Le décompte actualisé versé aux débats laisse apparaître un solde débiteur de 3 524,41 euros au 2 janvier 2026, échéance de janvier 2026 incluse.
Il convient de déduire de ce montant les frais de contentieux qui figurent sur les relevés de compte, soit la somme de 258,99 euros (76,09 euros + 182,90 euros), qui relèveront, le cas échéant, des dépens. En outre, la somme de 55 euros (5 X 11 euros) correspondant à des frais de gestion sur impayé non justifiés par les bailleurs et qui ne relèvent pas de l’arriéré locatif.
En conséquence, Monsieur, [X], [D] sera condamné à payer aux époux, [O], à titre provisionnel, la somme de 3 210,42 euros au titre des loyers, charges et indemnités d’occupation échus et impayés au 2 janvier 2026, échéance du mois de janvier 2026 incluse, outre les intérêts au taux légal à compter de la présente décision.
Sur les mesures accessoires :
Conformément aux dispositions de l’article 696 du code de procédure civile, Monsieur, [X], [D] sera condamné aux dépens qui comprendront notamment le coût du commandement de payer mais pas les frais postérieurs à la présente décision.

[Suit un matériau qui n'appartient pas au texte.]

//! Controller state and transitions.
//!
//! AppState owns everything that changes while the browser runs: the
//! result store, the filter, the scroll offset and the active prompt.
//! Transitions are pure; the impure shell (view) performs the effects
//! they request, such as running a search.

use crate::config::KeyBindings;
use crate::model::{EnumerationError, KeyAction, LineStore};
use crate::state::filter::FilterState;
use crate::state::prompt::{
    PromptEditor, PromptInput, PromptOutcome, DEFAULT_MAX_INPUT_LEN, FILTER_LABEL, QUERY_LABEL,
};
use crate::state::viewport::{paginate, Page, PageStats};
use crossterm::event::{KeyCode, KeyEvent, KeyModifiers};

/// Query text that exits instead of searching.
pub const QUIT_SENTINEL: &str = "q";

/// Result line shown in place of results when the enumerator fails.
pub const ENUMERATION_ERROR_LINE: &str = "Error: unable to run find";

/// Where the help modal returns once dismissed.
#[derive(Debug, Clone, Copy, PartialEq, Eq)]
pub enum HelpReturn {
    /// Back to the query prompt (help shown at startup).
    AwaitingQuery,
    /// Back to the result list.
    Browsing,
}

/// Controller states.
#[derive(Debug, Clone, PartialEq, Eq)]
pub enum Mode {
    /// Collecting a search query.
    AwaitingQuery {
        /// Query being edited.
        prompt: PromptEditor,
    },
    /// Showing results. `filter_prompt` is set while a filter pattern is being typed.
    Browsing {
        /// Filter pattern being edited, if any.
        filter_prompt: Option<PromptEditor>,
    },
    /// Help modal; any key dismisses it.
    Help {
        /// State to return to when dismissed.
        resume: HelpReturn,
    },
}

/// Side effect requested by a transition.
#[derive(Debug, Clone, PartialEq, Eq)]
pub enum Effect {
    /// Nothing to do beyond redrawing.
    None,
    /// Run the enumerator with this query, then call [`AppState::apply_search_result`].
    Search(String),
    /// Restore the terminal and exit.
    Quit,
}

/// Application state. Pure data, no side effects.
#[derive(Debug, Clone)]
pub struct AppState {
    mode: Mode,
    store: LineStore,
    filter: FilterState,
    /// Matching lines skipped before the visible window.
    offset: usize,
    /// Counts from the most recent redraw; scroll keys are decided against these.
    last_page: PageStats,
    max_input_len: usize,
}

impl Default for AppState {
    fn default() -> Self {
        Self::new(DEFAULT_MAX_INPUT_LEN, false)
    }
}

impl AppState {
    /// Create the initial state.
    ///
    /// With `show_help_on_start` the help modal is shown first and the
    /// query prompt follows once it is dismissed.
    pub fn new(max_input_len: usize, show_help_on_start: bool) -> Self {
        let mode = if show_help_on_start {
            Mode::Help {
                resume: HelpReturn::AwaitingQuery,
            }
        } else {
            Mode::AwaitingQuery {
                prompt: PromptEditor::begin(QUERY_LABEL, max_input_len),
            }
        };
        Self {
            mode,
            store: LineStore::new(),
            filter: FilterState::default(),
            offset: 0,
            last_page: PageStats::default(),
            max_input_len,
        }
    }

    /// Current controller state.
    pub fn mode(&self) -> &Mode {
        &self.mode
    }

    /// Results of the last search.
    pub fn store(&self) -> &LineStore {
        &self.store
    }

    /// Filter applied to the results.
    pub fn filter(&self) -> &FilterState {
        &self.filter
    }

    /// Matching lines scrolled past.
    pub fn offset(&self) -> usize {
        self.offset
    }

    /// Counts recorded by the most recent redraw.
    pub fn last_page(&self) -> PageStats {
        self.last_page
    }

    /// The prompt currently collecting input, if any.
    pub fn active_prompt(&self) -> Option<&PromptEditor> {
        match &self.mode {
            Mode::AwaitingQuery { prompt } => Some(prompt),
            Mode::Browsing {
                filter_prompt: Some(prompt),
            } => Some(prompt),
            _ => None,
        }
    }

    /// Compute the visible window at the current offset.
    pub fn page(&self, max_rows: usize) -> Page<'_> {
        paginate(&self.store, &self.filter, self.offset, max_rows)
    }

    /// Remember the counts of a rendered page.
    ///
    /// Returns `true` when the page came back empty past the end of the
    /// matches; the offset has then been pulled back and the caller should
    /// render again.
    pub fn record_page(&mut self, stats: PageStats) -> bool {
        self.last_page = stats;
        if stats.shown == 0 && self.offset > 0 {
            self.offset = stats.total_matching.saturating_sub(stats.capacity);
            return true;
        }
        false
    }

    /// Dispatch one key press.
    ///
    /// Ctrl+C quits from any state. Otherwise prompts consume edit keys,
    /// the help modal consumes any key, and browsing goes through `bindings`.
    pub fn handle_key(&mut self, key: KeyEvent, bindings: &KeyBindings) -> Effect {
        if key.code == KeyCode::Char('c') && key.modifiers.contains(KeyModifiers::CONTROL) {
            return Effect::Quit;
        }

        match &mut self.mode {
            Mode::Help { resume } => {
                let resume = *resume;
                self.dismiss_help(resume);
                Effect::None
            }
            Mode::AwaitingQuery { prompt } => {
                let Some(input) = PromptInput::from_key(key) else {
                    return Effect::None;
                };
                match prompt.handle(input) {
                    PromptOutcome::Pending => Effect::None,
                    PromptOutcome::Committed(query) if query == QUIT_SENTINEL => Effect::Quit,
                    PromptOutcome::Committed(query) => Effect::Search(query),
                }
            }
            Mode::Browsing {
                filter_prompt: Some(prompt),
            } => {
                let Some(input) = PromptInput::from_key(key) else {
                    return Effect::None;
                };
                if let PromptOutcome::Committed(pattern) = prompt.handle(input) {
                    self.set_filter(pattern);
                }
                Effect::None
            }
            Mode::Browsing {
                filter_prompt: None,
            } => match bindings.get(key) {
                Some(action) => self.apply_action(action),
                None => Effect::None,
            },
        }
    }

    /// Apply a browsing action.
    ///
    /// No-op outside `Browsing` or while a filter prompt is open.
    pub fn apply_action(&mut self, action: KeyAction) -> Effect {
        if !matches!(
            self.mode,
            Mode::Browsing {
                filter_prompt: None
            }
        ) {
            return Effect::None;
        }

        match action {
            KeyAction::Help => {
                self.mode = Mode::Help {
                    resume: HelpReturn::Browsing,
                };
            }
            KeyAction::EnterFilter => {
                self.mode = Mode::Browsing {
                    filter_prompt: Some(PromptEditor::begin(FILTER_LABEL, self.max_input_len)),
                };
            }
            KeyAction::ClearFilter => {
                self.filter.clear();
                self.offset = 0;
            }
            KeyAction::NewSearch => {
                self.mode = Mode::AwaitingQuery {
                    prompt: PromptEditor::begin(QUERY_LABEL, self.max_input_len),
                };
            }
            KeyAction::Quit => return Effect::Quit,
            KeyAction::ScrollDown => {
                let PageStats {
                    shown,
                    total_matching,
                    ..
                } = self.last_page;
                if self.offset + shown < total_matching {
                    self.offset += 1;
                }
            }
            KeyAction::ScrollUp => {
                self.offset = self.offset.saturating_sub(1);
            }
        }
        Effect::None
    }

    /// Install the outcome of a search and switch to browsing.
    ///
    /// Results replace the store wholesale. A failure leaves a single
    /// error line. Either way the filter and offset start fresh.
    pub fn apply_search_result(&mut self, result: Result<Vec<String>, EnumerationError>) {
        match result {
            Ok(lines) => self.store.replace(lines),
            Err(_) => self.store.replace([ENUMERATION_ERROR_LINE.to_string()]),
        }
        self.filter.clear();
        self.offset = 0;
        self.last_page = PageStats::default();
        self.mode = Mode::Browsing {
            filter_prompt: None,
        };
    }

    fn set_filter(&mut self, pattern: String) {
        self.filter.set(pattern);
        self.offset = 0;
        self.mode = Mode::Browsing {
            filter_prompt: None,
        };
    }

    fn dismiss_help(&mut self, resume: HelpReturn) {
        self.mode = match resume {
            HelpReturn::AwaitingQuery => Mode::AwaitingQuery {
                prompt: PromptEditor::begin(QUERY_LABEL, self.max_input_len),
            },
            HelpReturn::Browsing => Mode::Browsing {
                filter_prompt: None,
            },
        };
    }
}

#[cfg(test)]
#[path = "app_state_tests.rs"]
mod tests;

Il sera également condamné à verser aux époux, [O] la somme de 300 euros sur le fondement de l’article 700 du code de procédure civile.
PAR CES MOTIFS :
Le Juge des Contentieux de la Protection, statuant en référé, après débats en audience publique, statuant par ordonnance réputée contradictoire et en premier ressort, par mise à disposition au greffe,
Vu les articles 834 et 835 du code de procédure civil ;
DÉCLARE recevable l’action aux fins de résiliation de bail engagée par Monsieur, [G], [O] et Madame, [Y], [M] épouse, [O], à l’encontre de Monsieur, [X], [D] ;
CONSTATE, par l’effet de la clause résolutoire fondée sur le défaut de paiement des loyers, la résiliation, à la date du 22 octobre 2025, du contrat de bail ayant pris effet le 18 octobre 2024, portant sur le logement situé 10 rue Jacqueline Bernier – 44230 ST SEBASTIEN SUR LOIRE ;
DIT que Monsieur, [X], [D] devra quitter et rendre libre de toute occupation les lieux loués, en satisfaisant aux obligations des locataires sortants, notamment par la remise des clefs ;
ORDONNE à défaut, l’expulsion de Monsieur, [X], [D] ainsi que celle de tous occupants de son chef, à l’expiration d’un délai de deux mois suivant la signification d’un commandement d’avoir à libérer les lieux, avec si nécessaire l’assistance de la force publique durant tout le temps des opérations jusqu’à libération complète des lieux ;
RENVOIE les bailleurs aux dispositions des articles L.433-1 et L.433-2 du code des procédures civiles d’exécution concernant le sort à réserver aux meubles ;
CONDAMNE par provision Monsieur, [X], [D] à payer aux époux, [O] la somme de 3 210,42 euros au titre des loyers, charges et indemnités d’occupation échus et impayés au 2 janvier 2026, échéance du mois de janvier 2026 incluse, outre les intérêts au taux légal à compter de la présente ordonnance ;
CONDAMNE par provision Monsieur, [X], [D] à payer une indemnité d’occupation mensuelle aux époux, [O], laquelle sera fixée par référence au montant du loyer, soit la somme de 628,80 euros, outre les charges, et ce à compter de l’échéance du mois de février 2026 et jusqu’à libération effective des lieux avec restitution des clés ;
CONDAMNE Monsieur, [X], [D] à payer aux époux, [O] la somme de 300 euros au titre des dispositions de l’article 700 du code de Procédure Civile ;
CONDAMNE Monsieur, [X], [D] aux dépens en ce compris le coût du commandement de payer ;
RAPPELLE que l’exécution provisoire de la présente décision est de droit ;
DIT qu’une copie de cette ordonnance sera communiquée au représentant de l’Etat dans le département.